En el primero de 1856, se determinó las fronteras de las provincias de Guipúzcoa y Navarra, y en él se establece la soberanía compartida entre Francia y España de la Isla de los Faisanes. En los tratados de 1862, que regulaba la frontera en las regiones de Huesca y Lérida; y en el de 1866 que solucionaba los problemas fronterizos desde Andorra hasta el Mediterráneo. Como cuarto se consideran las disposiciones adicionales a los anteriores y el acta final firmado en 1868. El interés en que esta isla fuese compartida tiene que ver con los derechos de pesca del río Bidasoa y por ser paso fronterizo. De hecho, allí se concertaron los matrimonios entre las infantas españolas y los reyes franceses que vimos como parte del Acuerdo de Paz de los Pirineos.

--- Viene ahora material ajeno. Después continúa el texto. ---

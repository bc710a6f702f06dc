//! Logical pages
//!
//! A `LogicalPage` is one entry of the ordered page list built for an
//! imposition run: a piece of job content, a cover face, or one of the
//! administrative/filler pages the press workflow needs. All downstream
//! branching is on the `PageKind` tag; the label only feeds identifier
//! text and debugging output.

use crate::job::JobDescriptor;
use crate::types::*;
use std::path::PathBuf;
use std::sync::Arc;

/// Reference to one page of a source document
#[derive(Debug, Clone, PartialEq, Eq)]
#[cfg_attr(feature = "serde", derive(serde::Serialize, serde::Deserialize))]
pub struct SourceRef {
    pub path: PathBuf,
    /// 1-based page number within the document
    pub page: u32,
}

impl SourceRef {
    pub fn new(path: impl Into<PathBuf>, page: u32) -> Self {
        Self {
            path: path.into(),
            page,
        }
    }
}

/// What a logical page is
#[derive(Debug, Clone, PartialEq, Eq)]
pub enum PageKind {
    /// Content page `index` of its job; index 0 is the in-run cover page.
    /// `face` is set for two-page card products whose front/back faces
    /// drive product-level barcode and logo siting.
    Content { index: u32, face: Option<SheetFace> },
    /// A cover or jacket component face imposed from an explicit request
    Cover { kind: CoverKind, side: SheetFace },
    Blank,
    /// Trailing page carrying the order barcode
    Barcode,
    /// Trailing page carrying the publisher logo
    Logo,
    /// Trailing page carrying both logo and barcode
    LogoBarcode,
    /// Color separator; an empty label means the cell number is drawn
    Separator { label: String },
    /// Cyan-filled back of a separator or work-order sheet
    Cyan,
    Manifest,
    WorkOrder,
}

impl PageKind {
    pub fn is_cyan(&self) -> bool {
        matches!(self, PageKind::Cyan)
    }

    pub fn is_separator(&self) -> bool {
        matches!(self, PageKind::Separator { .. })
    }

    pub fn is_manifest(&self) -> bool {
        matches!(self, PageKind::Manifest)
    }

    /// Pages drawn with the order barcode in the page corner
    pub fn has_barcode_mark(&self) -> bool {
        matches!(self, PageKind::Barcode | PageKind::LogoBarcode)
    }

    /// Pages drawn with the centered publisher logo
    pub fn has_logo_mark(&self) -> bool {
        matches!(self, PageKind::Logo | PageKind::LogoBarcode)
    }

    /// Cover/card fronts that participate in product-level siting
    pub fn is_front_face(&self) -> bool {
        matches!(
            self,
            PageKind::Cover {
                side: SheetFace::Front,
                ..
            } | PageKind::Content {
                face: Some(SheetFace::Front),
                ..
            }
        )
    }

    /// Cover backs that participate in product-level siting
    pub fn is_back_face(&self) -> bool {
        matches!(
            self,
            PageKind::Cover {
                side: SheetFace::Back,
                ..
            }
        )
    }

    /// Pages that never receive crop marks
    pub fn crop_exempt(&self) -> bool {
        matches!(self, PageKind::Blank | PageKind::Cyan)
            || matches!(
                self,
                PageKind::Cover {
                    side: SheetFace::Back,
                    ..
                }
            )
    }

    /// Pages that never receive identifier text
    pub fn identifier_exempt(&self) -> bool {
        matches!(
            self,
            PageKind::Blank
                | PageKind::WorkOrder
                | PageKind::Manifest
                | PageKind::Separator { .. }
                | PageKind::Cyan
        )
    }

    /// Pages eligible for the product-level back logo (postcards)
    pub fn back_logo_eligible(&self) -> bool {
        match self {
            PageKind::Content { face, .. } => *face != Some(SheetFace::Front),
            PageKind::Barcode | PageKind::Logo | PageKind::LogoBarcode => true,
            _ => false,
        }
    }
}

/// One entry of the imposition page list
#[derive(Debug, Clone, PartialEq)]
pub struct LogicalPage {
    pub kind: PageKind,
    /// Document page backing this entry; administrative and filler pages
    /// have none
    pub source: Option<SourceRef>,
    /// Owning job, kept for barcode and identifier text
    pub job: Option<Arc<JobDescriptor>>,
    /// Display label consumed by identifier templates
    pub label: String,
}

/// Ordered page sequence for one imposition run
pub type PageList = Vec<LogicalPage>;

impl LogicalPage {
    /// Content page `index`, sourced from PDF page `index + 1`
    pub(crate) fn content(job: &Arc<JobDescriptor>, index: u32) -> Self {
        let label = if index == 0 {
            "cover".to_string()
        } else {
            index.to_string()
        };
        Self {
            kind: PageKind::Content { index, face: None },
            source: Some(SourceRef::new(job.source.clone(), index + 1)),
            job: Some(Arc::clone(job)),
            label,
        }
    }

    pub(crate) fn with_label(mut self, label: impl Into<String>) -> Self {
        self.label = label.into();
        self
    }

    /// Card face for two-page products; the copy number labels the face
    pub(crate) fn card_face(job: &Arc<JobDescriptor>, copy: u32, side: SheetFace) -> Self {
        let (index, label) = match side {
            SheetFace::Front => (0, format!("{copy} front")),
            SheetFace::Back => (1, copy.to_string()),
        };
        Self {
            kind: PageKind::Content {
                index,
                face: Some(side),
            },
            source: Some(SourceRef::new(job.source.clone(), index + 1)),
            job: Some(Arc::clone(job)),
            label,
        }
    }

    pub(crate) fn cover_front(job: &Arc<JobDescriptor>, kind: CoverKind) -> Self {
        Self {
            kind: PageKind::Cover {
                kind,
                side: SheetFace::Front,
            },
            source: Some(SourceRef::new(job.source.clone(), 1)),
            job: Some(Arc::clone(job)),
            label: format!("{} front", kind.label()),
        }
    }

    pub(crate) fn cover_back(job: &Arc<JobDescriptor>, kind: CoverKind) -> Self {
        Self {
            kind: PageKind::Cover {
                kind,
                side: SheetFace::Back,
            },
            source: None,
            job: Some(Arc::clone(job)),
            label: format!("{} back", kind.label()),
        }
    }

    pub(crate) fn blank(job: &Arc<JobDescriptor>) -> Self {
        Self {
            kind: PageKind::Blank,
            source: None,
            job: Some(Arc::clone(job)),
            label: "blank".to_string(),
        }
    }

    pub(crate) fn barcode(job: &Arc<JobDescriptor>) -> Self {
        Self {
            kind: PageKind::Barcode,
            source: None,
            job: Some(Arc::clone(job)),
            label: "barcode".to_string(),
        }
    }

    pub(crate) fn logo(job: &Arc<JobDescriptor>) -> Self {
        Self {
            kind: PageKind::Logo,
            source: None,
            job: Some(Arc::clone(job)),
            label: "logo".to_string(),
        }
    }

    pub(crate) fn logo_barcode(job: &Arc<JobDescriptor>) -> Self {
        Self {
            kind: PageKind::LogoBarcode,
            source: None,
            job: Some(Arc::clone(job)),
            label: "logo/barcode".to_string(),
        }
    }

    pub(crate) fn separator(label: impl Into<String>, job: Option<&Arc<JobDescriptor>>) -> Self {
        let label = label.into();
        Self {
            label: if label.is_empty() {
                "color".to_string()
            } else {
                format!("color {label}")
            },
            kind: PageKind::Separator { label },
            source: None,
            job: job.map(Arc::clone),
        }
    }

    /// Depth-padding filler
    pub(crate) fn filler() -> Self {
        Self::separator("X", None)
    }

    pub(crate) fn cyan() -> Self {
        Self {
            kind: PageKind::Cyan,
            source: None,
            job: None,
            label: "cyan".to_string(),
        }
    }

    pub(crate) fn manifest() -> Self {
        Self {
            kind: PageKind::Manifest,
            source: None,
            job: None,
            label: "manifest".to_string(),
        }
    }

    pub(crate) fn work_order(job: &Arc<JobDescriptor>, source: SourceRef) -> Self {
        Self {
            kind: PageKind::WorkOrder,
            source: Some(source),
            job: Some(Arc::clone(job)),
            label: "work-order".to_string(),
        }
    }
}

Otros acuerdos consecuencia del tratado fueron la concesión de un indulto general y la restitución de bienes a todos los perseguidos durante los años de la sublevación catalana (1640-1659), en la parte española. En la francesa se comprometían a mantener la vigencia de los Usatges de Barcelona y sus instituciones al norte de los Pirineos, con sede en Perpiñán. Luis XIV incumplió estos acuerdos y en 1660 los Usatges fueron derogados, lo que conllevó la abolición de las instituciones propias en Cataluña septentrional y en 1700 se prohibió del uso del catalán en el ámbito público y oficial con sanciones en caso de incumplimiento. El francés fue y sigue siendo la única lengua oficial en esas regiones del sur de Francia.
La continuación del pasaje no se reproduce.